The administrators consist of another class of entities that must receive treatment in your chapter 13 plan.
Generally, the administrative class consists of the following two parties:
The chapter 13 trustee is a court appointed officer who is assigned to and administers your case.
The trustee is compensated by you through your chapter 13 plan.
You will pay the majority of your attorney’s fees through your chapter 13 plan.
This is a good thing because it means you can file your case and get protected without having to have to come up with the attorney’s entire fee.
In turn, your attorney will be paid as an administrator in your chapter 13 case.
what and when?
Chapter 13 Plan Payments to Creditors
The chapter 13 scheme consists of you making monthly payments to the chapter 13 trustee who then disburses your payments monthly to your creditors over the duration of your chapter 13 plan.

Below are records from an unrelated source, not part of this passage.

//! Mailbox collaborator: the operations the pipeline needs from a mail
//! provider, plus the Gmail implementation.

pub mod auth;
pub mod compose;
pub mod gmail;

use async_trait::async_trait;
use serde::{Deserialize, Serialize};

use crate::error::MailboxError;

pub use auth::{GoogleAuth, GoogleAuthConfig};
pub use compose::{ReplyDraft, compose_reply, reply_subject};
pub use gmail::{GmailConfig, GmailGateway};

/// System label kept on a message when routing strips the others.
pub const INBOX_LABEL: &str = "INBOX";

/// System label marking a message as unread.
pub const UNREAD_LABEL: &str = "UNREAD";

/// A provider label (name and opaque id).
#[derive(Debug, Clone, PartialEq, Eq, Serialize, Deserialize)]
pub struct Label {
    pub id: String,
    pub name: String,
}

/// A message reference returned by listing.
#[derive(Debug, Clone, PartialEq, Eq)]
pub struct MessageRef {
    pub id: String,
    pub thread_id: String,
}

#[derive(Debug, Clone, PartialEq, Eq)]
pub struct Header {
    pub name: String,
    pub value: String,
}

/// Full message content as fetched from the provider.
#[derive(Debug, Clone, Default)]
pub struct RawMessage {
    pub id: String,
    pub thread_id: String,
    pub headers: Vec<Header>,
    /// Decoded body bytes. Not guaranteed to be valid UTF-8.
    pub body: Vec<u8>,
    pub label_ids: Vec<String>,
}

impl RawMessage {
    /// Case-insensitive header lookup; missing headers read as empty.
    pub fn header(&self, name: &str) -> &str {
        self.headers
            .iter()
            .find(|h| h.name.eq_ignore_ascii_case(name))
            .map(|h| h.value.as_str())
            .unwrap_or("")
    }
}

/// Mail provider operations used by ingestion and dispatch.
#[async_trait]
pub trait MailboxGateway: Send + Sync {
    async fn list_labels(&self) -> Result<Vec<Label>, MailboxError>;

    /// Create a user-visible label and return its id.
    async fn create_label(&self, name: &str) -> Result<String, MailboxError>;

    /// Unread messages carrying `label_id`.
    async fn list_unread_by_label(&self, label_id: &str) -> Result<Vec<MessageRef>, MailboxError>;

    async fn get_message(&self, id: &str) -> Result<RawMessage, MailboxError>;

    async fn modify_labels(
        &self,
        id: &str,
        add: &[String],
        remove: &[String],
    ) -> Result<(), MailboxError>;

    /// Send a raw RFC 5322 message on `thread_id`; returns the sent message id.
    async fn send(&self, raw: &[u8], thread_id: &str) -> Result<String, MailboxError>;
}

Because everyone can’t get paid at once, the chapter 13 trustee makes disbursements according to a certain order of priority as dictated by your chapter 13 plan — which itself must be in compliance with the Bankruptcy Code.

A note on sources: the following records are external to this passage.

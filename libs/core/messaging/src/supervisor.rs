//! Reconnection supervisor.
//!
//! A single background task waits for connection-loss notifications, reopens
//! the connection through the [`ConnectionManager`] and hands the new handle
//! to a caller callback so consumption can resume.
//!
//! ```text
//! consumer ──notify(err)──▶ ReconnectReceiver ──▶ open_connection() ──▶ callback(handle, notifier)
//!     ▲                                                                        │
//!     └──────────────────────── watch_connection(notifier) ◀───────────────────┘
//! ```

use crate::client::{ReconnectNotifier, ReconnectReceiver, WeakReconnectNotifier};
use crate::error::BrokerError;
use crate::manager::{ConnectionHandle, ConnectionManager};
use std::panic::{catch_unwind, AssertUnwindSafe};
use std::sync::Arc;
use tokio::sync::watch;
use tokio::task::JoinHandle;
use tracing::{debug, error, info, warn};

/// Callback run after every successful reconnection.
///
/// Runs on the supervisor task and must return promptly: spawn long-running
/// work instead of blocking here. Panics are caught and logged.
pub type ReconnectCallback = Arc<dyn Fn(ConnectionHandle, ReconnectNotifier) + Send + Sync>;

/// Supervised reconnection loop.
///
/// The supervisor only keeps a weak reference to the notifier, so the loop
/// ends on its own once every consumer has dropped theirs.
pub struct ReconnectSupervisor {
    manager: Arc<ConnectionManager>,
    receiver: ReconnectReceiver,
    notifier: WeakReconnectNotifier,
    callback: ReconnectCallback,
}

impl ReconnectSupervisor {
    /// `notifier` must be the sending half of `receiver`'s channel; it is
    /// handed to `callback` so the resumed consumer can report the next
    /// disconnect.
    pub fn new(
        manager: Arc<ConnectionManager>,
        receiver: ReconnectReceiver,
        notifier: &ReconnectNotifier,
        callback: ReconnectCallback,
    ) -> Self {
        Self {
            manager,
            receiver,
            notifier: notifier.downgrade(),
            callback,
        }
    }

    /// Run the loop on a new task.
    pub fn spawn(self, shutdown: watch::Receiver<bool>) -> JoinHandle<()> {
        tokio::spawn(self.run(shutdown))
    }

    /// Run the loop until `shutdown` flips to `true` (or its sender is
    /// dropped) or every notifier is gone.
    ///
    /// Notifications are handled one at a time: the next one is not read
    /// until the current reconnection, retries included, and its callback
    /// have finished. Shutdown still wins over an in-flight reconnection: the
    /// attempt is dropped mid-backoff and the callback is not invoked.
    pub async fn run(mut self, mut shutdown: watch::Receiver<bool>) {
        info!("Reconnect supervisor started");

        loop {
            if *shutdown.borrow() {
                info!("Received shutdown signal, stopping reconnect supervisor");
                break;
            }

            tokio::select! {
                changed = shutdown.changed() => {
                    if changed.is_err() {
                        debug!("Shutdown sender dropped, stopping reconnect supervisor");
                        break;
                    }
                }
                reason = self.receiver.recv() => {
                    let Some(reason) = reason else {
                        debug!("All reconnect notifiers dropped");
                        break;
                    };
                    tokio::select! {
                        _ = self.handle_notification(reason) => {}
                        _ = shutdown.wait_for(|stop| *stop) => {
                            info!("Shutdown during reconnection, abandoning attempt");
                            self.manager.mark_disconnected();
                            break;
                        }
                    }
                }
            }
        }

        info!("Reconnect supervisor stopped");
    }

    async fn handle_notification(&self, reason: BrokerError) {
        warn!(error = %reason, "Broker connection lost, reconnecting");
        self.manager.mark_disconnected();

        let handle = match self.manager.open_connection().await {
            Ok(handle) => handle,
            Err(e) => {
                error!(error = %e, "Reconnection failed, waiting for next notification");
                return;
            }
        };

        let Some(notifier) = self.notifier.upgrade() else {
            debug!("Reconnected after every notifier was dropped, skipping callback");
            return;
        };

        info!(broker_type = ?handle.broker_type, "Broker reconnected, resuming consumers");
        if catch_unwind(AssertUnwindSafe(|| (self.callback)(handle, notifier))).is_err() {
            error!("Reconnect callback panicked");
        }
    }
}

/// Start a reconnection supervisor on a new task.
///
/// # Example
///
/// ```ignore
/// let (notifier, receiver) = reconnect_channel(1);
/// handle.client.as_ref().unwrap().watch_connection(notifier.clone());
///
/// let supervisor = always_reconnect(manager, receiver, &notifier, |handle, notifier| {
///     tokio::spawn(resume_consumers(handle, notifier));
/// }, shutdown_rx);
/// ```
pub fn always_reconnect<F>(
    manager: Arc<ConnectionManager>,
    receiver: ReconnectReceiver,
    notifier: &ReconnectNotifier,
    callback: F,
    shutdown: watch::Receiver<bool>,
) -> JoinHandle<()>
where
    F: Fn(ConnectionHandle, ReconnectNotifier) + Send + Sync + 'static,
{
    ReconnectSupervisor::new(manager, receiver, notifier, Arc::new(callback)).spawn(shutdown)
}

Accordingly, disbursements to creditors consist of quantitative (“how much”) and temporal (“when paid”) elements.
Administrators and secured creditors generally receive the highest priority treatment and get paid first in the case.
Priority unsecured creditors are paid next pursuant to their own hierarchy.
The running theme in chapter 13 is the shifting of your limited income from the less important general unsecured creditors to the more important administrators, secured creditors, and priority creditors.
Administrators are paid in full. They are also at the top of the chapter 13 priority order.
The chapter 13 trustee receives a statutory percentage of all the money flowing through your chapter 13 plan.
This is referred to as the “administration fee.”
The trustee gets first dibs and deducts the administrative fee from each chapter 13 plan payment. The amount deducted is the statutory percentage in effect at the time your trustee payment is received.
The remainder of the monthly payment is disbursed to the other claimants in your case according to priority order.
Historically, the average chapter 13 trustee administrative fee in the Northern District of Illinois is around 5%.
Your chapter 13 plan must provide for this fee — which is ultimately subsidized by unsecured creditors.
The attorney, a an administrator, gets priority treatment in your chapter 13 case.
Here, in the Northern District of Illinois, the attorney’s court approved fees will be paid ahead of priority unsecured creditors and usually in line with secured creditors.
Different creditors receive different treatment under chapter 13.
In the Northern District of Illinois, unless the chapter 13 plan provides otherwise, the priority order is as follows:
- current mortgage payments (if you decide to make your mortgage payments through the plan)
- non-mortgage secured claims
- mortgage arrears
- priority unsecured claims (pursuant to the statutory priority order)
- other unsecured claims (i.e. general unsecured claims)
The different treatment is discussed below.
Secured creditors are at the top of the chapter 13 distribution scheme.
Unless the chapter 13 plan provides otherwise, secured creditors must receive equal monthly payments (with the exception of mortgage arrears) until their claims are paid in full.
The total payment amount secured creditors must receive in your case may depend on the current interest rates, the origination date of the loan, the value of the collateral, your treatment of the secured creditor’s collateral, and the temperament of the creditor — some creditors are more aggressive than others.
Generally, there are four secured creditor distribution schemes:
FIRST, if you are keeping the collateral and if you are current on your payments you can continue to make payments directly to the creditor outside of your chapter 13 pursuant to the agreement you signed with that creditor.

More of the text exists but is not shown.